7. like men—the common sort of men (Ps 82:7). Not as Margin, "like Adam," Job 31:33. For the expression "covenant" is not found elsewhere applied to Adam's relation to God; though the thing seems implied (Ro 5:12-19). Israel "transgressed the covenant" of God as lightly as men break everyday compacts with their fellow men.
there—in the northern kingdom, Israel.
Gilead is a city of them that work iniquity, and is polluted with blood.
8. Gilead … city—probably Ramoth-gilead, metropolis of the hilly region beyond Jordan, south of the Jabbok, known as "Gilead" (1Ki 4:13; compare Ge 31:21-25).
work iniquity—(Ho 12:11).
polluted with blood—"marked with blood-traces" [Maurer]. Referring to Gilead's complicity in the regicidal conspiracy of Pekah against Pekahiah (2Ki 15:25). See on Ho 6:1. Many homicides were there, for there were beyond Jordan more cities of refuge, in proportion to the extent of territory, than on this side of Jordan (Nu 35:14; De 4:41-43; Jos 20:8). Ramoth-gilead was one.
And as troops of robbers wait for a man, so the company of priests murder in the way by consent: for they commit lewdness.

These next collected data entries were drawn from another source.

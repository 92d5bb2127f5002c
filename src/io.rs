use std::fs::File;
use std::io::{BufRead, BufReader, Lines};
use std::path::Path;

use crate::error::{Result, VmError};
use crate::translation::LogicalAddress;

/// Yields one logical address per non-blank line of a text source.
///
/// Lines are trimmed before parsing. A line that is not a non-negative
/// decimal integer fitting in `u32` is `InvalidInput`; a value that parses
/// but lies outside the 16-bit address space is `InvalidAddress`.
pub struct AddressReader<R> {
    lines: Lines<R>,
    line_no: usize,
}

impl AddressReader<BufReader<File>> {
    /// Open an address list file
    pub fn open<P: AsRef<Path>>(path: P) -> Result<Self> {
        let path = path.as_ref();
        let file = File::open(path).map_err(|source| VmError::OpenAddressList {
            path: path.to_path_buf(),
            source,
        })?;
        Ok(Self::new(BufReader::new(file)))
    }
}

impl<R: BufRead> AddressReader<R> {
    pub fn new(reader: R) -> Self {
        AddressReader {
            lines: reader.lines(),
            line_no: 0,
        }
    }

    /// 1-based number of the last line read
    pub fn line_number(&self) -> usize {
        self.line_no
    }
}

impl<R: BufRead> Iterator for AddressReader<R> {
    type Item = Result<LogicalAddress>;

    fn next(&mut self) -> Option<Self::Item> {
        loop {
            let line = match self.lines.next()? {
                Ok(line) => line,
                Err(e) => return Some(Err(e.into())),
            };
            self.line_no += 1;

            let token = line.trim();
            if token.is_empty() {
                continue;
            }
            return Some(parse_address(token, self.line_no));
        }
    }
}

fn parse_address(token: &str, line: usize) -> Result<LogicalAddress> {
    let raw: u32 = token.parse().map_err(|_| VmError::InvalidInput {
        line,
        content: token.to_string(),
    })?;
    LogicalAddress::new(raw)
}

/// Read every logical address of a file
pub fn read_logical_addresses<P: AsRef<Path>>(path: P) -> Result<Vec<LogicalAddress>> {
    AddressReader::open(path)?.collect()
}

9. company—"association" or guild of priests.
murder by consent—literally, "with one shoulder" (compare Zep 3:9, Margin). The image is from oxen putting their shoulders together to pull the same yoke [Rivetus]. Maurer translates, "in the way towards Shechem." It was a city of refuge between Ebal and Gerizim; on Mount Ephraim (Jos 20:7; 21:21), long the civil capital of Ephraim, as Shiloh was the religious capital; now called Naploos; for a time the residence of Jeroboam (1Ki 12:25). The priests there became so corrupted that they waylaid and murdered persons fleeing to the asylum for refuge [Henderson]; the sanctity of the place enhanced the guilt of the priests who abused their priestly privileges, and the right of asylum to perpetrate murders themselves, or to screen those committed by others [Maurer].
commit lewdness—deliberate crime, presumptuous wickedness, from an Arabic root, "to form a deliberate purpose."

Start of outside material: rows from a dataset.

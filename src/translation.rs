use std::fmt;

use crate::constants::*;
use crate::error::{Result, VmError};

/// Represents the decomposed components of a logical address.
///
/// Only [`LogicalAddress::new`] builds one, so `page < PT_SIZE` and
/// `offset < PAGE_SIZE` always hold:
///
/// ```compile_fail
/// use vmm_sim::LogicalAddress;
/// let la = LogicalAddress { raw: 7, page: 0, offset: 300 };
/// ```
#[derive(Debug, Clone, Copy, PartialEq, Eq)]
pub struct LogicalAddress {
    raw: u32,
    page: usize,
    offset: usize,
}

impl LogicalAddress {
    /// Decompose a raw address into page number and offset.
    /// Fails if the value does not fit the 16-bit address space.
    pub fn new(raw: u32) -> Result<Self> {
        if raw > MAX_LOGICAL_ADDRESS {
            return Err(VmError::InvalidAddress(raw));
        }

        let page = ((raw >> PAGE_SHIFT) & PAGE_MASK) as usize;
        let offset = (raw & OFFSET_MASK) as usize;

        Ok(LogicalAddress { raw, page, offset })
    }

    #[inline]
    pub fn raw(&self) -> u32 {
        self.raw
    }

    #[inline]
    pub fn page(&self) -> usize {
        self.page
    }

    #[inline]
    pub fn offset(&self) -> usize {
        self.offset
    }
}

impl fmt::Display for LogicalAddress {
    fn fmt(&self, f: &mut fmt::Formatter<'_>) -> fmt::Result {
        write!(f, "LA({}) = (p={}, d={})", self.raw, self.page, self.offset)
    }
}

/// Where a translation was resolved
#[derive(Debug, Clone, Copy, PartialEq, Eq)]
pub enum Outcome {
    TlbHit,
    PageTableHit,
    PageFault,
}

impl fmt::Display for Outcome {
    fn fmt(&self, f: &mut fmt::Formatter<'_>) -> fmt::Result {
        let s = match self {
            Outcome::TlbHit => "TLB hit",
            Outcome::PageTableHit => "page table hit",
            Outcome::PageFault => "page fault",
        };
        f.write_str(s)
    }
}

/// Result of translating one logical address
#[derive(Debug, Clone, Copy, PartialEq, Eq)]
pub struct Translation {
    pub logical: LogicalAddress,
    pub frame: usize,
    pub physical: usize,
    /// byte stored at the physical address, as a signed value
    pub value: i8,
    pub outcome: Outcome,
}

impl Translation {
    /// PA = frame * FRAME_SIZE + offset
    #[inline]
    pub fn physical_address(frame: usize, offset: usize) -> usize {
        frame * FRAME_SIZE + offset
    }
}

/// One output line per translated address
impl fmt::Display for Translation {
    fn fmt(&self, f: &mut fmt::Formatter<'_>) -> fmt::Result {
        write!(
            f,
            "Logical Address: {}, Physical Address: {}, Value: {}",
            self.logical.raw(), self.physical, self.value
        )
    }
}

I have seen an horrible thing in the house of Israel: there is the whoredom of Ephraim, Israel is defiled.
10. horrible thing—(Jer 5:30; 18:13; 23:14).
Also, O Judah, he hath set an harvest for thee, when I returned the captivity of my people.

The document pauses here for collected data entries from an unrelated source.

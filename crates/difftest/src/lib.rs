#![allow(
    clippy::missing_errors_doc, // every fallible API returns the crate-wide `Error`
    clippy::module_name_repetitions
)]

pub mod artifacts;
pub mod compare;
pub mod config;
pub mod diff;
pub mod discovery;
pub mod error;
pub mod harness;
pub mod pipeline;
pub mod process;
pub mod report;

/// Fake toolchains for driving the harness end to end in tests.
///
/// This module is only available when running tests or when the
/// `test-harness` feature is enabled, and only on Unix.
#[cfg(all(unix, any(test, feature = "test-harness")))]
pub mod test_harness;

pub use artifacts::RunRoot;
pub use compare::{ComparisonEngine, Verdict};
pub use config::{CandidateConfig, ExitPolicy, HarnessConfig, ReferenceConfig};
pub use discovery::{TestCase, discover};
pub use error::{Error, Result};
pub use harness::{Harness, Summary, run_with_config};
pub use pipeline::{CandidateToolchain, ReferenceToolchain, Side, Toolchain};
pub use report::Reporter;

11. an harvest—namely, of judgments (as in Jer 51:33; Joe 3:13; Re 14:15). Called a "harvest" because it is the fruit of the seed which Judah herself had sown (Ho 8:7; 10:12; Job 4:8; Pr 22:8). Judah, under Ahaz, lost a hundred twenty thousand "slain in one day (by Israel under Pekah), because they had forsaken the Lord God of their fathers."
when I returned the captivity of my people—when I, by Oded My prophet, caused two hundred thousand women, sons, and daughters, of Judah to be restored from captivity by Israel (2Ch 28:6-15). This prophecy was delivered under Pekah [Ludovicus De Dieu]. Maurer explains, When Israel shall have been exiled for its sins, and has been subsequently restored by Me, thou, Judah, also shalt be exiled for thine. But as Judah's punishment was not at the time when God restored Israel, Ludovicus De Dieu's explanation must be taken. Grotius translates, "When I shall have returned to make captive (that is, when I shall have again made captive) My people." The first captivity of Israel under Tiglath-pileser was followed by a second under Shalmaneser. Then came the siege of Jerusalem, and the capture of the fenced cities of Judah, by Sennacherib, the forerunner of other attacks, ending in Judah's captivity. But the Hebrew is elsewhere used of restoration, not renewed punishment (De 30:3; Ps 14:7).